Cultivating Compassion with Equanimity
This excellent practice was developed by Kristin Neff and Chris Germer as part of the Mindful Self-Compassion protocol specifically for caregivers, whether professional caregivers or people caring for a family member. Taught as a guided visualization, I use it all the time, with real people in real time, as a way to keep myself centered and balanced when the person I am sitting with is truly struggling. We practice it to be with another person’s emotional pain, exactly as it is, using compassion for both them and ourselves to maintain our own emotional equilibrium.
Have compassion for everyone you meet,
even if they don’t want it. What seems conceit,
bad manners, or cynicism is always a sign
of things no ears have heard, no eyes have seen.
You do not know what wars are going on
down there where the spirit meets the bone.
– Miller Williams, “Compassion”
1. Sit comfortably, closing your eyes, and take a few deep, relaxing breaths. Allow yourself to feel the sensations of breathing in and breathing out. Notice how your breath nourishes your body as you inhale and soothes your body as you exhale.
2. Let your breathing find its own natural rhythm. Continue feeling the sensations of breathing in and breathing out. If you like, place your hand over your heart or any other place on your body where touch feels soothing, as a reminder to bring not just awareness but loving awareness to your experience, and to yourself.
3. If you become aware of any stress you are carrying in your body, inhale fully and deeply, drawing compassion inside your body and filling every cell in your body with compassion. Let yourself be soothed by inhaling deeply, and by giving yourself the compassion you need when you experience discomfort.
4. Now focus your attention on your in-breath, letting yourself enjoy the sensations of breathing in, one breath after another, noticing how your in-breath nourishes every cell in your body, and then releasing your breath.

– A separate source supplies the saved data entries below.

//! Raw, subsystem-specific statistics records and the parsers for the cgroup
//! v1 pseudo-files they are read from.
//!
//! A [`RawStats`] value is what a [`Collector`](super::Collector) returns for
//! one cgroup directory. It is turned into the exported
//! [`Stats`](crate::models::Stats) schema by [`convert`](super::convert).
//!
//! # Main types
//!
//! - [`CpuThrottlingStat`]: `cpu.stat` of the `cpu` subsystem.
//! - [`CpuacctUsage`]: consumed CPU time of the `cpuacct` subsystem.
//! - [`MemoryRecord`]: usage triples and `memory.stat` of the `memory` subsystem.
//! - [`BlkioRecord`]: per-device counters of the `blkio` subsystem.
//! - [`HugetlbRecord`]: per page size usage of the `hugetlb` subsystem.

mod blkio;
mod cpu;
mod error;
pub(crate) mod hugetlb;
mod memory;
mod parser;

pub use blkio::{BlkioEntry, BlkioRecord, parse_blkio_entries};
pub use cpu::{CpuThrottlingStat, CpuacctTicks, CpuacctUsage, USER_HZ};
pub use error::StatParseError;
pub use hugetlb::{HugetlbCounter, HugetlbRecord};
pub use memory::{MemoryCounter, MemoryCounterKind, MemoryRecord};
pub use parser::{KeyValueStat, parse_flat_keyed, parse_single_value, parse_value_list};

use super::SubsystemKind;

/// Raw statistics read for one cgroup directory by one subsystem collector.
#[derive(Debug, Clone, PartialEq, Eq)]
pub enum RawStats {
    Blkio(BlkioRecord),
    Cpu(CpuThrottlingStat),
    Cpuacct(CpuacctUsage),
    Hugetlb(HugetlbRecord),
    Memory(MemoryRecord),
    /// Subsystems that expose no accounting data.
    Empty,
}

impl RawStats {
    /// The zero-valued record a collector of `kind` produces for a cgroup
    /// without data, e.g. one that was removed before it could be read.
    pub fn zero(kind: &SubsystemKind) -> Self {
        match kind {
            SubsystemKind::Blkio => RawStats::Blkio(BlkioRecord::default()),
            SubsystemKind::Cpu => RawStats::Cpu(CpuThrottlingStat::default()),
            SubsystemKind::Cpuacct => RawStats::Cpuacct(CpuacctUsage::default()),
            SubsystemKind::Hugetlb => RawStats::Hugetlb(HugetlbRecord::default()),
            SubsystemKind::Memory => RawStats::Memory(MemoryRecord::default()),
            _ => RawStats::Empty,
        }
    }
}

5. If you like, you can also carry a word or phrase on each in-breath, such as nourishing, or loving, compassion and care, deep ease, or inner peace. Give yourself whatever you need in this moment. You can also imagine inhaling warmth or light — whatever works for you.
6. Now, bring to mind someone to whom you would like to send warmth, kindness, care, and goodwill, either someone you love or someone who is struggling and needs compassion. Visualize that person clearly in your mind.
7. Shift your focus now to your out-breath. Feel your body breathe out, and send warmth, kindness, care, and goodwill to this person with each exhalation. If you like, you can add a kind word or phrase with each out-breath — soothing, or ease, or an image of caring and compassion.
8. Now, feel your body breathe both in and out — breathing in for yourself and breathing out for another. Repeat a phrase like “Nourishing for me; nourishing for you,” “Soothing for me; soothing for you,” or whatever words work for you. Eventually, you can simply repeat, “One for me; one for you.” Feel the breath of kindness flowing in and flowing out.
9. As you maintain that rhythm, let these words gently roll through your mind:
Everyone is on his or her own life journey.
I am not the cause of this person’s suffering,
Nor is it entirely within my power to make it go away,
Even if I wish I could.
Moments like this are difficult to bear,
Yet I may still try to help if I can.
Still breathing in for yourself and breathing out for another, feel the breath of kindness flowing in, flowing out.
10. You can focus a little more on yourself, or a little more on the other person — whatever you need. Repeat the phrases again.
11. Gently bring your awareness back to breathing in and out, in this moment, in this place. When you are ready, open your eyes.
12. Reflect on your experience. Notice any shifts in your feelings for yourself or for the other person.
I practice Compassion with Equanimity as a visualization often to refresh my ability to use the practice any time I need to – with real people in real time, hearing my own self-talk, watching the news. It does work, on any level we need it to.